Budget deficits forever?


Below is a helpful quote from post-Keynesians Wynne Godley and Marc Lavoie on fiscal deficits and full employment. I am sceptical, based on economic history, that full employment can be sustained for lengthy periods under capitalism, which Keynesians claim is possible given the right policies. However it usefully makes a nonsense of the oft-found obsession many governments have with austerity and ‘balancing the books’, as if the public finances are akin to those of a prudent household.

This quote applies to an economy closed to foreign trade and investment flows, or alternatively to the world economy as a whole, which can be considered a closed system in economic terms.

For open economies, or those in which we actually live, the model needs to be different. The work of Michael Pettis is a great help in this regard. In particular, given the behaviour of the private sector in an economy, a current account surplus will make it ‘easier’ for the government to run a budget surplus while the economy continues to grow. For countries running a current account deficit, this will be more difficult, and if satisfactory growth and employment are to be achieved, a government deficit will be hard to avoid, unless growth is sustained by rising private sector debt.

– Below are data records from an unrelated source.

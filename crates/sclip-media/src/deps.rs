//! External tool probing.
//!
//! Absence of a tool is a normal boolean result, never an error. Probe
//! results are cached process-wide with a short TTL; tools do not appear or
//! disappear mid-session, but a re-probe after a failure is allowed via
//! [`SystemProber::refresh`].

use std::collections::HashMap;
use std::fmt;
use std::sync::Mutex;
use std::time::{Duration, Instant};

/// The externally-installed tools the pipeline drives.
#[derive(Debug, Clone, Copy, PartialEq, Eq, Hash)]
pub enum ExternalTool {
    Ffmpeg,
    Ffprobe,
    YtDlp,
}

impl ExternalTool {
    /// Executable name looked up in PATH.
    pub fn command(&self) -> &'static str {
        match self {
            ExternalTool::Ffmpeg => "ffmpeg",
            ExternalTool::Ffprobe => "ffprobe",
            ExternalTool::YtDlp => "yt-dlp",
        }
    }

    /// Actionable remedy surfaced with `DependencyMissing` errors.
    pub fn remedy(&self) -> &'static str {
        match self {
            ExternalTool::Ffmpeg | ExternalTool::Ffprobe => {
                "Install FFmpeg (e.g. `brew install ffmpeg` or `apt install ffmpeg`) and make sure it is on PATH"
            }
            ExternalTool::YtDlp => {
                "Install yt-dlp (e.g. `brew install yt-dlp` or `pipx install yt-dlp`) and make sure it is on PATH"
            }
        }
    }
}

impl fmt::Display for ExternalTool {
    fn fmt(&self, f: &mut fmt::Formatter<'_>) -> fmt::Result {
        write!(f, "{}", self.command())
    }
}

/// Tool availability oracle.
///
/// Implementations must not fail for "not installed"; that is a `false`.
pub trait ToolProbe: Send + Sync {
    fn check_tool(&self, tool: ExternalTool) -> bool;

    /// First missing tool out of `tools`, if any.
    fn first_missing(&self, tools: &[ExternalTool]) -> Option<ExternalTool> {
        tools.iter().copied().find(|t| !self.check_tool(*t))
    }
}

/// PATH-based prober with a TTL cache.
pub struct SystemProber {
    ttl: Duration,
    cache: Mutex<HashMap<ExternalTool, (bool, Instant)>>,
}

impl Default for SystemProber {
    fn default() -> Self {
        Self::new(Duration::from_secs(60))
    }
}

impl SystemProber {
    pub fn new(ttl: Duration) -> Self {
        Self {
            ttl,
            cache: Mutex::new(HashMap::new()),
        }
    }

    /// Drop cached results so the next check re-probes PATH.
    pub fn refresh(&self) {
        self.cache.lock().expect("prober cache poisoned").clear();
    }
}

impl ToolProbe for SystemProber {
    fn check_tool(&self, tool: ExternalTool) -> bool {
        let mut cache = self.cache.lock().expect("prober cache poisoned");
        if let Some((available, probed_at)) = cache.get(&tool) {
            if probed_at.elapsed() < self.ttl {
                return *available;
            }
        }

        let available = which::which(tool.command()).is_ok();
        cache.insert(tool, (available, Instant::now()));
        available
    }
}

#[cfg(test)]
mod tests {
    use super::*;

    struct FixedProbe(Vec<ExternalTool>);

    impl ToolProbe for FixedProbe {
        fn check_tool(&self, tool: ExternalTool) -> bool {
            self.0.contains(&tool)
        }
    }

    #[test]
    fn test_first_missing_reports_in_order() {
        let probe = FixedProbe(vec![ExternalTool::Ffmpeg]);
        assert_eq!(
            probe.first_missing(&[ExternalTool::Ffmpeg, ExternalTool::YtDlp]),
            Some(ExternalTool::YtDlp)
        );
        assert_eq!(probe.first_missing(&[ExternalTool::Ffmpeg]), None);
    }

    #[test]
    fn test_system_prober_caches() {
        let prober = SystemProber::new(Duration::from_secs(600));
        // Whatever the environment has, two checks within the TTL agree.
        let first = prober.check_tool(ExternalTool::Ffmpeg);
        let second = prober.check_tool(ExternalTool::Ffmpeg);
        assert_eq!(first, second);

        prober.refresh();
        assert_eq!(prober.check_tool(ExternalTool::Ffmpeg), first);
    }

    #[test]
    fn test_remedies_are_actionable() {
        for tool in [ExternalTool::Ffmpeg, ExternalTool::Ffprobe, ExternalTool::YtDlp] {
            assert!(tool.remedy().contains("Install"));
            assert!(tool.remedy().contains("PATH"));
        }
    }
}
//! Silence detection and removal.
//!
//! Detection runs the FFmpeg `silencedetect` audio filter and parses its
//! stderr report. The cut is applied by extracting the kept segments with
//! accurate seeks and joining them with the concat demuxer, so only the
//! segment boundaries are re-encoded work; the join itself is a stream copy.

use std::path::Path;
use std::process::Stdio;
use std::time::Duration;

use tokio::process::Command;
use tokio::sync::watch;
use tracing::{debug, info, warn};

use crate::command::{FfmpegCommand, FfmpegRunner};
use crate::deps::ExternalTool;
use crate::error::{MediaError, MediaResult};

/// Noise floor treated as silence.
const SILENCE_NOISE_DB: &str = "-35dB";

/// Minimum silent span worth cutting, seconds.
const MIN_SILENCE_SECS: f64 = 1.0;

/// Padding kept around speech on both sides of a cut, seconds.
const KEEP_PADDING_SECS: f64 = 0.2;

/// Skip the whole pass when it would remove less than this fraction.
const MIN_CUT_RATIO: f64 = 0.05;

/// Refuse to cut when less than this fraction would remain.
const MIN_KEEP_RATIO: f64 = 0.10;

/// Kept segments shorter than this are dropped as padding artifacts.
const MIN_SEGMENT_SECS: f64 = 0.3;

/// A detected silent span in the input, seconds.
#[derive(Debug, Clone, Copy, PartialEq)]
pub struct SilenceSpan {
    pub start_secs: f64,
    pub end_secs: f64,
}

/// A span of the input to keep in the output.
#[derive(Debug, Clone, Copy, PartialEq)]
pub struct KeepSegment {
    pub start_secs: f64,
    pub end_secs: f64,
}

impl KeepSegment {
    pub fn duration_secs(&self) -> f64 {
        self.end_secs - self.start_secs
    }
}

/// Detect silent spans in a local media file.
pub async fn detect_silence(
    input: impl AsRef<Path>,
    cancel: &watch::Receiver<bool>,
) -> MediaResult<Vec<SilenceSpan>> {
    let input = input.as_ref();

    let filter = format!(
        "silencedetect=noise={}:d={}",
        SILENCE_NOISE_DB, MIN_SILENCE_SECS
    );

    let child = Command::new("ffmpeg")
        .args([
            "-hide_banner",
            "-i",
            &input.to_string_lossy(),
            "-af",
            &filter,
            "-f",
            "null",
            "-",
        ])
        .stdin(Stdio::null())
        .stdout(Stdio::null())
        .stderr(Stdio::piped())
        .kill_on_drop(true)
        .spawn()
        .map_err(|e| match e.kind() {
            std::io::ErrorKind::NotFound => MediaError::ToolMissing(ExternalTool::Ffmpeg),
            _ => MediaError::Io(e),
        })?;

    let mut cancel = cancel.clone();
    let output = tokio::select! {
        output = child.wait_with_output() => output?,
        _ = async {
            while !*cancel.borrow() {
                if cancel.changed().await.is_err() {
                    std::future::pending::<()>().await;
                }
            }
        } => return Err(MediaError::Cancelled),
    };

    if !output.status.success() {
        return Err(MediaError::ffmpeg_failed(
            "silencedetect pass failed",
            Some(String::from_utf8_lossy(&output.stderr).to_string()),
            output.status.code(),
        ));
    }

    let stderr = String::from_utf8_lossy(&output.stderr);
    Ok(parse_silencedetect(&stderr))
}

/// Parse `silence_start` / `silence_end` report lines from FFmpeg stderr.
fn parse_silencedetect(stderr: &str) -> Vec<SilenceSpan> {
    let mut spans = Vec::new();
    let mut open_start: Option<f64> = None;

    for line in stderr.lines() {
        if let Some(value) = field_after(line, "silence_start:") {
            open_start = value.parse().ok();
        } else if let Some(value) = field_after(line, "silence_end:") {
            if let (Some(start), Ok(end)) = (open_start.take(), value.parse::<f64>()) {
                if end > start {
                    spans.push(SilenceSpan {
                        start_secs: start,
                        end_secs: end,
                    });
                }
            }
        }
    }

    spans
}

fn field_after<'a>(line: &'a str, marker: &str) -> Option<&'a str> {
    let idx = line.find(marker)? + marker.len();
    Some(line[idx..].split_whitespace().next().unwrap_or(""))
}

/// Build the keep plan from detected silences.
///
/// Returns `None` when the cut is not worth applying: nothing detected, the
/// removal is negligible, or so much would go that the clip loses its
/// content.
pub fn plan_keeps(spans: &[SilenceSpan], total_secs: f64) -> Option<Vec<KeepSegment>> {
    if spans.is_empty() || total_secs <= 0.0 {
        return None;
    }

    let mut keeps = Vec::new();
    let mut cursor = 0.0;

    for span in spans {
        // Padding shrinks the cut from both sides, keeping speech onsets
        let cut_start = (span.start_secs + KEEP_PADDING_SECS).max(cursor);
        let cut_end = (span.end_secs - KEEP_PADDING_SECS).min(total_secs);
        if cut_end <= cut_start {
            continue;
        }
        if cut_start > cursor {
            keeps.push(KeepSegment {
                start_secs: cursor,
                end_secs: cut_start,
            });
        }
        cursor = cut_end;
    }
    if cursor < total_secs {
        keeps.push(KeepSegment {
            start_secs: cursor,
            end_secs: total_secs,
        });
    }

    keeps.retain(|k| k.duration_secs() >= MIN_SEGMENT_SECS);
    if keeps.is_empty() {
        return None;
    }

    let kept: f64 = keeps.iter().map(|k| k.duration_secs()).sum();
    let keep_ratio = kept / total_secs;

    if 1.0 - keep_ratio < MIN_CUT_RATIO {
        debug!(
            keep_ratio = format!("{:.1}%", keep_ratio * 100.0),
            "cut too small, skipping silence removal"
        );
        return None;
    }
    if keep_ratio < MIN_KEEP_RATIO {
        warn!(
            keep_ratio = format!("{:.1}%", keep_ratio * 100.0),
            "cut would remove nearly everything, skipping silence removal"
        );
        return None;
    }

    Some(keeps)
}

/// Apply the keep plan: extract each segment, then concat with stream copy.
pub async fn apply_silence_cuts(
    input: impl AsRef<Path>,
    output: impl AsRef<Path>,
    keeps: &[KeepSegment],
    cancel: watch::Receiver<bool>,
    timeout: Duration,
) -> MediaResult<()> {
    let input = input.as_ref();
    let output = output.as_ref();

    if keeps.is_empty() {
        return Err(MediaError::InvalidMedia(
            "silence plan kept no segments".to_string(),
        ));
    }

    let temp_dir = tempfile::tempdir()?;
    let mut segment_paths = Vec::new();

    for (i, keep) in keeps.iter().enumerate() {
        let seg_path = temp_dir.path().join(format!("seg_{:04}.mp4", i));

        // Accurate cuts need a re-encode; stream copy would snap to
        // keyframes and duplicate frames at the joins
        let cmd = FfmpegCommand::new(input, &seg_path)
            .seek_accurate(keep.start_secs)
            .duration(keep.duration_secs())
            .video_codec("libx264")
            .preset("veryfast")
            .crf(20)
            .audio_codec("aac")
            .audio_bitrate("128k")
            .normalize_timestamps();

        FfmpegRunner::new()
            .with_cancel(cancel.clone())
            .with_timeout(timeout)
            .run(&cmd)
            .await?;

        segment_paths.push(seg_path);
    }

    let concat_list = temp_dir.path().join("concat.txt");
    let list_content: String = segment_paths
        .iter()
        .map(|p| format!("file '{}'\n", p.display()))
        .collect();
    tokio::fs::write(&concat_list, &list_content).await?;

    let concat_output = Command::new("ffmpeg")
        .args([
            "-y",
            "-hide_banner",
            "-v",
            "error",
            "-f",
            "concat",
            "-safe",
            "0",
            "-i",
            &concat_list.to_string_lossy(),
            "-c",
            "copy",
            "-movflags",
            "+faststart",
            &output.to_string_lossy(),
        ])
        .stdin(Stdio::null())
        .output()
        .await?;

    if !concat_output.status.success() {
        return Err(MediaError::ffmpeg_failed(
            "concat of kept segments failed",
            Some(String::from_utf8_lossy(&concat_output.stderr).to_string()),
            concat_output.status.code(),
        ));
    }

    info!(
        segments = keeps.len(),
        output = %output.display(),
        "silence removal applied"
    );
    Ok(())
}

All this follows from Godley’s ‘three balances’ or ‘sectoral financial balances‘ approach. The three balances are the public, private and foreign sectors of the economy.

“…the government’s budget is equal, by identity, to personal saving plus firms’ net saving (undistributed profits less investment in fixed and working capital) which we call ‘private net saving’. There is no way in which the government can change private net saving at full employment, which will normally be positive. It necessarily follows that the steady state budget deficit is determined by private net saving, rather than the other way round, and that the budget balance must normally be in deficit. This is in accordance (or at least consistent) with one of Minsky‘s major contentions, but it is quite inconsistent with the ignorant assumption often made by politicians that the budget balance should be zero; it is also inconsistent with the Maastricht fiscal rules. It is a major anomaly that governments’ fiscal policies, throughout the world, are judged by their budget deficits, measured ex post, over which they have little more control than the money supply…” (my emphasis)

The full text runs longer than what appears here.